SGLT-2 inhibitors reduce the risk of cerebrovascular/cardiovascular outcomes and mortality: A systematic review and meta-analysis of retrospective cohort studies.

Despite Sodium-glucose co-transporter-2 (SGLT2) inhibitors have been associated with a reduced risk of heart failure in patients with type 2 diabetes mellitus (T2DM), the effect observed for other cardiovascular (CV) and cerebrovascular outcomes differed among clinical trials. Different observational studies have investigated the effects of SGLT2 inhibitors on these outcomes and mortality. The present meta-analysis aimed to assess the effects of SGLT2 inhibitors on the risk of CV (major adverse CV event - MACE, non-fatal myocardial infarction, or hospitalization for heart failure) and cerebrovascular (stroke) outcomes. A systematic review was conducted in Pubmed from January 1, 2012 to November 31, 2020. Only retrospective cohort studies including as control group users of dipeptidyl peptidase-4 (DPP-4) inhibitors or non-SGLT2 inhibitors were retained and analysed separately. A random effect meta-analysis approach was used. This study followed the PRISMA statement. Of the 158 references identified, 20 articles were selected for meta-analysis, of which 13 considered the comparison with DPP-4 inhibitors and 7 the comparison with non-SGLT2 inhibitors.

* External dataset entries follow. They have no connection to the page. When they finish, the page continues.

//! Alignment victory rule
//!
//! A player wins when all of its units share a column or share a row. Once a
//! winner is recorded it is never re-decided.

use ahash::AHashSet;

use crate::core::types::{PlayerId, Position};
use crate::simulation::player::Player;

/// True if the positions share exactly one x or exactly one y
///
/// A single position trivially qualifies. An empty roster never does.
pub fn is_aligned(positions: impl IntoIterator<Item = Position>) -> bool {
    let mut xs = AHashSet::new();
    let mut ys = AHashSet::new();
    for pos in positions {
        xs.insert(pos.x);
        ys.insert(pos.y);
    }
    xs.len() == 1 || ys.len() == 1
}

/// Determine the winner after a tick
///
/// Returns `current` untouched when a winner already exists. Otherwise the
/// lowest-id aligned player wins and evaluation stops there.
pub fn evaluate(players: &[Player], current: Option<PlayerId>) -> Option<PlayerId> {
    if current.is_some() {
        return current;
    }

    players
        .iter()
        .find(|player| is_aligned(player.positions()))
        .map(Player::id)
}
//! Occupied cells, derived once per tick

use ahash::AHashMap;

use crate::core::types::Position;
use crate::simulation::player::Player;

/// Positions of every unit at a tick boundary
///
/// Tick-scoped: rebuilt wholesale after all units act and carries no
/// history. Coinciding units are all counted, so `len()` always equals the
/// total number of units.
#[derive(Debug, Clone, Default)]
pub struct OccupiedCells {
    cells: Vec<Position>,
    counts: AHashMap<Position, u32>,
}

impl OccupiedCells {
    pub fn from_positions(positions: impl IntoIterator<Item = Position>) -> Self {
        let cells: Vec<Position> = positions.into_iter().collect();
        let mut counts = AHashMap::with_capacity(cells.len());
        for &cell in &cells {
            *counts.entry(cell).or_insert(0) += 1;
        }
        Self { cells, counts }
    }

    /// Number of units tracked (not distinct cells)
    pub fn len(&self) -> usize {
        self.cells.len()
    }

    pub fn is_empty(&self) -> bool {
        self.cells.is_empty()
    }

    pub fn is_occupied(&self, pos: Position) -> bool {
        self.counts.contains_key(&pos)
    }

    /// How many units stand on `pos`
    pub fn occupants(&self, pos: Position) -> u32 {
        self.counts.get(&pos).copied().unwrap_or(0)
    }

    pub fn distinct_cells(&self) -> usize {
        self.counts.len()
    }

    /// Positions in player id then roster order
    pub fn iter(&self) -> impl Iterator<Item = Position> + '_ {
        self.cells.iter().copied()
    }
}

/// Rebuild the occupied cells from current unit positions
pub fn recompute(players: &[Player]) -> OccupiedCells {
    OccupiedCells::from_positions(players.iter().flat_map(|player| player.positions()))
}

#[cfg(test)]
mod tests {
    use super::*;

    #[test]
    fn test_counts_coinciding_units() {
        let cells = OccupiedCells::from_positions([
            Position::new(1, 1),
            Position::new(1, 1),
            Position::new(2, 3),
        ]);

        assert_eq!(cells.len(), 3);
        assert_eq!(cells.distinct_cells(), 2);
        assert_eq!(cells.occupants(Position::new(1, 1)), 2);
        assert!(cells.is_occupied(Position::new(2, 3)));
        assert!(!cells.is_occupied(Position::new(0, 0)));
        assert_eq!(cells.occupants(Position::new(0, 0)), 0);
    }

    #[test]
    fn test_iteration_keeps_order() {
        let positions = vec![Position::new(5, 0), Position::new(0, 5), Position::new(5, 0)];
        let cells = OccupiedCells::from_positions(positions.clone());
        assert_eq!(cells.iter().collect::<Vec<_>>(), positions);
    }

    #[test]
    fn test_empty() {
        let cells = OccupiedCells::default();
        assert!(cells.is_empty());
        assert_eq!(cells.len(), 0);
    }
}
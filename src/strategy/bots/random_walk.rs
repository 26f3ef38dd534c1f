//! Random walker that stays on the grid

use rand::seq::SliceRandom;
use rand::SeedableRng;
use rand_chacha::ChaCha8Rng;

use crate::core::types::Direction;
use crate::simulation::unit::Unit;
use crate::simulation::world_view::WorldView;
use crate::strategy::{Action, Bot, StrategyFault};

/// Steps in a random in-bounds direction, or holds, each tick
pub struct RandomWalkBot {
    rng: ChaCha8Rng,
}

impl RandomWalkBot {
    /// Create with a specific RNG seed for deterministic behavior
    pub fn new(seed: u64) -> Self {
        Self {
            rng: ChaCha8Rng::seed_from_u64(seed),
        }
    }
}

impl Bot for RandomWalkBot {
    fn decide(&mut self, unit: &Unit, world: &WorldView<'_>) -> Result<Action, StrategyFault> {
        let grid = world.grid();
        let mut options = vec![Action::Hold];
        options.extend(
            Direction::ALL
                .into_iter()
                .filter(|&dir| {
                    unit.position()
                        .checked_step(dir)
                        .is_some_and(|target| grid.contains(target))
                })
                .map(Action::Step),
        );

        Ok(options.choose(&mut self.rng).copied().unwrap_or(Action::Hold))
    }
}
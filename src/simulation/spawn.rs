//! Starting positions for every squad

use rand::seq::index;
use rand::SeedableRng;
use rand_chacha::ChaCha8Rng;

use crate::core::config::{ArenaConfig, SpawnLayout};
use crate::core::error::{ArenaError, Result};
use crate::core::types::{GridSpec, Position};

/// Compute one list of starting cells per player
///
/// Explicit positions from the config take precedence over the layout.
pub fn spawn_positions(config: &ArenaConfig, player_count: usize) -> Result<Vec<Vec<Position>>> {
    let units = config.game.units_per_player;

    if let Some(lists) = &config.spawn.positions {
        if lists.len() != player_count {
            return Err(ArenaError::InvalidConfig(format!(
                "{} spawn lists configured for {} players",
                lists.len(),
                player_count
            )));
        }
        return Ok(lists.clone());
    }

    let grid = config.grid_spec();
    let total = player_count as u64 * units as u64;
    if total > grid.cell_count() {
        return Err(ArenaError::InvalidConfig(format!(
            "{} units do not fit on a {}x{} grid",
            total, grid.columns, grid.rows
        )));
    }

    match config.spawn.layout {
        SpawnLayout::Scatter => Ok(scatter(grid, player_count, units, config.game.seed)),
        SpawnLayout::Lanes => lanes(grid, player_count, units),
    }
}

/// Distinct random cells, drawn from a seeded RNG
fn scatter(grid: GridSpec, player_count: usize, units: usize, seed: u64) -> Vec<Vec<Position>> {
    let mut rng = ChaCha8Rng::seed_from_u64(seed);
    let cells = index::sample(&mut rng, grid.cell_count() as usize, player_count * units);
    let columns = grid.columns as usize;

    let positions: Vec<Position> = cells
        .into_iter()
        .map(|cell| Position::new((cell % columns) as i32, (cell / columns) as i32))
        .collect();

    positions.chunks(units).map(<[Position]>::to_vec).collect()
}

/// Diagonal lanes: every unit gets its own column and each squad spans
/// distinct rows, so no squad starts aligned
fn lanes(grid: GridSpec, player_count: usize, units: usize) -> Result<Vec<Vec<Position>>> {
    let lane_count = player_count * units;
    if lane_count > grid.columns as usize || units > grid.rows as usize {
        return Err(ArenaError::InvalidConfig(format!(
            "lanes layout needs {} columns and {} rows, grid is {}x{}",
            lane_count, units, grid.columns, grid.rows
        )));
    }

    let x_stride = (grid.columns as usize / lane_count).max(1);
    let y_stride = (grid.rows as usize / units).max(1);

    Ok((0..player_count)
        .map(|player| {
            (0..units)
                .map(|unit| {
                    let lane = player * units + unit;
                    Position::new((lane * x_stride) as i32, (unit * y_stride) as i32)
                })
                .collect()
        })
        .collect())
}

#[cfg(test)]
mod tests {
    use super::*;
    use crate::simulation::victory::is_aligned;
    use ahash::AHashSet;

    fn config(columns: u32, rows: u32, units: usize, layout: SpawnLayout) -> ArenaConfig {
        let mut config = ArenaConfig::default();
        config.grid.columns = columns;
        config.grid.rows = rows;
        config.game.units_per_player = units;
        config.spawn.layout = layout;
        config
    }

    #[test]
    fn test_scatter_is_distinct_and_in_bounds() {
        let config = config(10, 8, 4, SpawnLayout::Scatter);
        let spawn = spawn_positions(&config, 3).expect("fits");

        assert_eq!(spawn.len(), 3);
        assert!(spawn.iter().all(|squad| squad.len() == 4));

        let all: Vec<Position> = spawn.iter().flatten().copied().collect();
        let distinct: AHashSet<Position> = all.iter().copied().collect();
        assert_eq!(distinct.len(), all.len());
        assert!(all.iter().all(|p| config.grid_spec().contains(*p)));
    }

    #[test]
    fn test_scatter_is_deterministic() {
        let config = config(20, 20, 3, SpawnLayout::Scatter);
        assert_eq!(
            spawn_positions(&config, 2).unwrap(),
            spawn_positions(&config, 2).unwrap()
        );
    }

    #[test]
    fn test_lanes_never_start_aligned() {
        let config = config(40, 30, 3, SpawnLayout::Lanes);
        let spawn = spawn_positions(&config, 4).expect("fits");
        for squad in &spawn {
            assert!(!is_aligned(squad.iter().copied()));
        }
    }

    #[test]
    fn test_too_many_units() {
        let config = config(2, 2, 3, SpawnLayout::Scatter);
        assert!(matches!(
            spawn_positions(&config, 2),
            Err(ArenaError::InvalidConfig(_))
        ));
    }

    #[test]
    fn test_lanes_need_enough_columns() {
        let config = config(5, 10, 3, SpawnLayout::Lanes);
        assert!(spawn_positions(&config, 2).is_err());
    }

    #[test]
    fn test_explicit_positions_must_match_player_count() {
        let mut config = config(10, 10, 1, SpawnLayout::Scatter);
        config.spawn.positions = Some(vec![vec![Position::new(0, 0)]]);
        assert!(spawn_positions(&config, 1).is_ok());
        assert!(spawn_positions(&config, 2).is_err());
    }
}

The pooled intention-to-treat analysis showed a reduced risk of stroke with SGLT2 inhibitors compared to DPP-4 inhibitors (Hazard ratio HR, 0.89; 95%CI, 0.82-0.96; I2 = 25%; p = 0.25) and non-SGLT2 inhibitors (HR, 0.83; 95%CI, 0.77-0.91; I2 = 11%; p = 0.34). Finally, SGLT2 inhibitors were also associated with a reduced risk of CV outcomes and mortality in all comparisons. Our data support contemporary society recommendations to prioritise the use of SGLT2 inhibitors in patients with T2DM and at high risk for CV complications.